**What you are asked to do**
Each record below should be printed exactly as it was written.

Recorded data
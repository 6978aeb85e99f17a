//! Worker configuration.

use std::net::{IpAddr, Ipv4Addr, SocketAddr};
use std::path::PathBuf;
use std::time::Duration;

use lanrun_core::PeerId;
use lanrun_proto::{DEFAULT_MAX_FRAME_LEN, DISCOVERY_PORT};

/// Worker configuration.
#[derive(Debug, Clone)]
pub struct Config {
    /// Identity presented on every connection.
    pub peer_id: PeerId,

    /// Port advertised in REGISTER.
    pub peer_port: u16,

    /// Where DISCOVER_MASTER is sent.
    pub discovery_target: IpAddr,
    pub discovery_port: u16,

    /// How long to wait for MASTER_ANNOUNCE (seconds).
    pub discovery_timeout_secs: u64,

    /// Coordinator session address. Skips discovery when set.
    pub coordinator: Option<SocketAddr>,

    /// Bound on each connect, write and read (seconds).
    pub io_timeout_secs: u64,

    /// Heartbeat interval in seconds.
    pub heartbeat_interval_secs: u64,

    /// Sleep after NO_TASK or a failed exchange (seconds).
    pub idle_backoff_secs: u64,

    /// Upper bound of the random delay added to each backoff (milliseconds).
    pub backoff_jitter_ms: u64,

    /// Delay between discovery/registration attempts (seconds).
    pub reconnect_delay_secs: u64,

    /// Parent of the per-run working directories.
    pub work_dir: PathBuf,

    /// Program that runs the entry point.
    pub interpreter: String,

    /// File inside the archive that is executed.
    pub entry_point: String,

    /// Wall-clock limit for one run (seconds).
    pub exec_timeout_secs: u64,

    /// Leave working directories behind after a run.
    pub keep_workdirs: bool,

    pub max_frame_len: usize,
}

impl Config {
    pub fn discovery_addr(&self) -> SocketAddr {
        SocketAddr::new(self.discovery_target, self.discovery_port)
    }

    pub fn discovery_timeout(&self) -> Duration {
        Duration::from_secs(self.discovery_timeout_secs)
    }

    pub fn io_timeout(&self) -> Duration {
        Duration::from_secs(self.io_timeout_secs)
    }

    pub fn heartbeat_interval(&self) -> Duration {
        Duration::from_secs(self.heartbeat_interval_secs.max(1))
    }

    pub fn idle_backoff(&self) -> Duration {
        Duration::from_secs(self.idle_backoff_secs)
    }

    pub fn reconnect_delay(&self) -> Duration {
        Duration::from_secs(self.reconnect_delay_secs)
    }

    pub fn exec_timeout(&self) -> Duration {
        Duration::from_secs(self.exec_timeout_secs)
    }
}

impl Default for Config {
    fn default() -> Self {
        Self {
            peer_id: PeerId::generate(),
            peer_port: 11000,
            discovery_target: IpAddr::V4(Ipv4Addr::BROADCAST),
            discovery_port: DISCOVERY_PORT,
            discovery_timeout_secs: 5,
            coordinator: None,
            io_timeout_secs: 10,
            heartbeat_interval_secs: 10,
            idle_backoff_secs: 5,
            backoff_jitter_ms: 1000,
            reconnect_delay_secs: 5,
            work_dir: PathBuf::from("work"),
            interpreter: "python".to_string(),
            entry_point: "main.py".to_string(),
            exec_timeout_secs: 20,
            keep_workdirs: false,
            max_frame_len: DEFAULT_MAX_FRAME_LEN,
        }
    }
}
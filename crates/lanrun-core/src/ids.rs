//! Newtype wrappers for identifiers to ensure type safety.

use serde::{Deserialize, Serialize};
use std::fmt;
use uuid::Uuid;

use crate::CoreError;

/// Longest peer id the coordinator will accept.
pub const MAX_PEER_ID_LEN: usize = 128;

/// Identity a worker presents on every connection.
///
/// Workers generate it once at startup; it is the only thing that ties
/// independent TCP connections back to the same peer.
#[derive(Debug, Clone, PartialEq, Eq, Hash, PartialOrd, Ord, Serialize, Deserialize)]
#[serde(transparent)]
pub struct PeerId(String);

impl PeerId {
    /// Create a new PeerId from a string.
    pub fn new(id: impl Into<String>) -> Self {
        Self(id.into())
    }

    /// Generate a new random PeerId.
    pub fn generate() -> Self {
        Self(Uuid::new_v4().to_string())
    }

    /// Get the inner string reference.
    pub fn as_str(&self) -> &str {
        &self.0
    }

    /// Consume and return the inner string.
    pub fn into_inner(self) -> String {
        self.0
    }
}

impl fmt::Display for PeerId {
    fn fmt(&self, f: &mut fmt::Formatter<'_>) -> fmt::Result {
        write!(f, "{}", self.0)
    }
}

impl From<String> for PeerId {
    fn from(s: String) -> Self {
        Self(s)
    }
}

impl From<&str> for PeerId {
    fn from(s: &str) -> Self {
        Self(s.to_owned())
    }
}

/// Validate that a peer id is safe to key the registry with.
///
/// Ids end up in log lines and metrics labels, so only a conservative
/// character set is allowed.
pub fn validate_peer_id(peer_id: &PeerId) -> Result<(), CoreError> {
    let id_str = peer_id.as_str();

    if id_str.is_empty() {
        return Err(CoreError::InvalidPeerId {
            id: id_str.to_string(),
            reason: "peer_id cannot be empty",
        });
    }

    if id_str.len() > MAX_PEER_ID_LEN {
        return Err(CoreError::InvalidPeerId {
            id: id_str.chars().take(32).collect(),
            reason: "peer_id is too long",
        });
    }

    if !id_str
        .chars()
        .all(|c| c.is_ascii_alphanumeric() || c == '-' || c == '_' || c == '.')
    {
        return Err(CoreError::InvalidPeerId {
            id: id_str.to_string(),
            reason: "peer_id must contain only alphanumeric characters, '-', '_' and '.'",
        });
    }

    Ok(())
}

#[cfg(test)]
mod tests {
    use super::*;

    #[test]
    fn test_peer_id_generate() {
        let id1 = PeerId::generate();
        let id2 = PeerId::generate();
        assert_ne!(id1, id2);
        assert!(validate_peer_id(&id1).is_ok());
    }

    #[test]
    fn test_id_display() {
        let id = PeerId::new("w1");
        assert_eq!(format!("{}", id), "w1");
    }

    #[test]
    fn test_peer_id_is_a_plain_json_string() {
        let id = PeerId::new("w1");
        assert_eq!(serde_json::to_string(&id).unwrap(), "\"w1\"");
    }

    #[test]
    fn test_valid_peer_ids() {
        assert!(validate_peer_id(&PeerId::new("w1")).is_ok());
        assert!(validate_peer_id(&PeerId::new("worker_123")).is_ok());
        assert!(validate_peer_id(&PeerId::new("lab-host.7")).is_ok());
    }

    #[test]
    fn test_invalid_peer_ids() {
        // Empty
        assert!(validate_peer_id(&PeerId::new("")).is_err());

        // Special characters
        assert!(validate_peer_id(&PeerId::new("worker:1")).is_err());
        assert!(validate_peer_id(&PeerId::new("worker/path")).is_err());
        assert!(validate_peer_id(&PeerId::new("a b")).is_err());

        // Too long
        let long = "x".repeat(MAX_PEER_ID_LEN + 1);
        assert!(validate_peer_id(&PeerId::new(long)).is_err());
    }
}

**Result of this task**
repository 6978aeb85e99f17a
//! Worker configuration.

use std::net::{IpAddr, Ipv4Addr, SocketAddr};
use std::path::PathBuf;
use std::time::Duration;

use lanrun_core::PeerId;
use lanrun_proto::{DEFAULT_MAX_FRAME_LEN, DISCOVERY_PORT};

/// Worker configuration.
#[derive(Debug, Clone)]
pub struct Config {
    /// Identity presented on every connection.
    pub peer_id: PeerId,

    /// Port advertised in REGISTER.
    pub peer_port: u16,

    /// Where DISCOVER_MASTER is sent.
    pub discovery_target: IpAddr,
    pub discovery_port: u16,

    /// How long to wait for MASTER_ANNOUNCE (seconds).
    pub discovery_timeout_secs: u64,

    /// Coordinator session address. Skips discovery when set.
    pub coordinator: Option<SocketAddr>,

    /// Bound on each connect, write and read (seconds).
    pub io_timeout_secs: u64,

    /// Heartbeat interval in seconds.
    pub heartbeat_interval_secs: u64,

    /// Sleep after NO_TASK or a failed exchange (seconds).
    pub idle_backoff_secs: u64,

    /// Upper bound of the random delay added to each backoff (milliseconds).
    pub backoff_jitter_ms: u64,

    /// Delay between discovery/registration attempts (seconds).
    pub reconnect_delay_secs: u64,

    /// Parent of the per-run working directories.
    pub work_dir: PathBuf,

    /// Program that runs the entry point.
    pub interpreter: String,

    /// File inside the archive that is executed.
    pub entry_point: String,

    /// Wall-clock limit for one run (seconds).
    pub exec_timeout_secs: u64,

    /// Leave working directories behind after a run.
    pub keep_workdirs: bool,

    pub max_frame_len: usize,
}

impl Config {
    pub fn discovery_addr(&self) -> SocketAddr {
        SocketAddr::new(self.discovery_target, self.discovery_port)
    }

    pub fn discovery_timeout(&self) -> Duration {
        Duration::from_secs(self.discovery_timeout_secs)
    }

    pub fn io_timeout(&self) -> Duration {
        Duration::from_secs(self.io_timeout_secs)
    }

    pub fn heartbeat_interval(&self) -> Duration {
        Duration::from_secs(self.heartbeat_interval_secs.max(1))
    }

    pub fn idle_backoff(&self) -> Duration {
        Duration::from_secs(self.idle_backoff_secs)
    }

    pub fn reconnect_delay(&self) -> Duration {
        Duration::from_secs(self.reconnect_delay_secs)
    }

    pub fn exec_timeout(&self) -> Duration {
        Duration::from_secs(self.exec_timeout_secs)
    }
}

impl Default for Config {
    fn default() -> Self {
        Self {
            peer_id: PeerId::generate(),
            peer_port: 11000,
            discovery_target: IpAddr::V4(Ipv4Addr::BROADCAST),
            discovery_port: DISCOVERY_PORT,
            discovery_timeout_secs: 5,
            coordinator: None,
            io_timeout_secs: 10,
            heartbeat_interval_secs: 10,
            idle_backoff_secs: 5,
            backoff_jitter_ms: 1000,
            reconnect_delay_secs: 5,
            work_dir: PathBuf::from("work"),
            interpreter: "python".to_string(),
            entry_point: "main.py".to_string(),
            exec_timeout_secs: 20,
            keep_workdirs: false,
            max_frame_len: DEFAULT_MAX_FRAME_LEN,
        }
    }
}
filename crates/lanrun-core/src/ids.rs
//! Newtype wrappers for identifiers to ensure type safety.

use serde::{Deserialize, Serialize};
use std::fmt;
use uuid::Uuid;

use crate::CoreError;

/// Longest peer id the coordinator will accept.
pub const MAX_PEER_ID_LEN: usize = 128;

/// Identity a worker presents on every connection.
///
/// Workers generate it once at startup; it is the only thing that ties
/// independent TCP connections back to the same peer.
#[derive(Debug, Clone, PartialEq, Eq, Hash, PartialOrd, Ord, Serialize, Deserialize)]
#[serde(transparent)]
pub struct PeerId(String);

impl PeerId {
    /// Create a new PeerId from a string.
    pub fn new(id: impl Into<String>) -> Self {
        Self(id.into())
    }

    /// Generate a new random PeerId.
    pub fn generate() -> Self {
        Self(Uuid::new_v4().to_string())
    }

    /// Get the inner string reference.
    pub fn as_str(&self) -> &str {
        &self.0
    }

    /// Consume and return the inner string.
    pub fn into_inner(self) -> String {
        self.0
    }
}

impl fmt::Display for PeerId {
    fn fmt(&self, f: &mut fmt::Formatter<'_>) -> fmt::Result {
        write!(f, "{}", self.0)
    }
}

impl From<String> for PeerId {
    fn from(s: String) -> Self {
        Self(s)
    }
}

impl From<&str> for PeerId {
    fn from(s: &str) -> Self {
        Self(s.to_owned())
    }
}

/// Validate that a peer id is safe to key the registry with.
///
/// Ids end up in log lines and metrics labels, so only a conservative
/// character set is allowed.
pub fn validate_peer_id(peer_id: &PeerId) -> Result<(), CoreError> {
    let id_str = peer_id.as_str();

    if id_str.is_empty() {
        return Err(CoreError::InvalidPeerId {
            id: id_str.to_string(),
            reason: "peer_id cannot be empty",
        });
    }

    if id_str.len() > MAX_PEER_ID_LEN {
        return Err(CoreError::InvalidPeerId {
            id: id_str.chars().take(32).collect(),
            reason: "peer_id is too long",
        });
    }

    if !id_str
        .chars()
        .all(|c| c.is_ascii_alphanumeric() || c == '-' || c == '_' || c == '.')
    {
        return Err(CoreError::InvalidPeerId {
            id: id_str.to_string(),
            reason: "peer_id must contain only alphanumeric characters, '-', '_' and '.'",
        });
    }

    Ok(())
}

#[cfg(test)]
mod tests {
    use super::*;

    #[test]
    fn test_peer_id_generate() {
        let id1 = PeerId::generate();
        let id2 = PeerId::generate();
        assert_ne!(id1, id2);
        assert!(validate_peer_id(&id1).is_ok());
    }

    #[test]
    fn test_id_display() {
        let id = PeerId::new("w1");
        assert_eq!(format!("{}", id), "w1");
    }

    #[test]
    fn test_peer_id_is_a_plain_json_string() {
        let id = PeerId::new("w1");
        assert_eq!(serde_json::to_string(&id).unwrap(), "\"w1\"");
    }

    #[test]
    fn test_valid_peer_ids() {
        assert!(validate_peer_id(&PeerId::new("w1")).is_ok());
        assert!(validate_peer_id(&PeerId::new("worker_123")).is_ok());
        assert!(validate_peer_id(&PeerId::new("lab-host.7")).is_ok());
    }

    #[test]
    fn test_invalid_peer_ids() {
        // Empty
        assert!(validate_peer_id(&PeerId::new("")).is_err());

        // Special characters
        assert!(validate_peer_id(&PeerId::new("worker:1")).is_err());
        assert!(validate_peer_id(&PeerId::new("worker/path")).is_err());
        assert!(validate_peer_id(&PeerId::new("a b")).is_err());

        // Too long
        let long = "x".repeat(MAX_PEER_ID_LEN + 1);
        assert!(validate_peer_id(&PeerId::new(long)).is_err());
    }
}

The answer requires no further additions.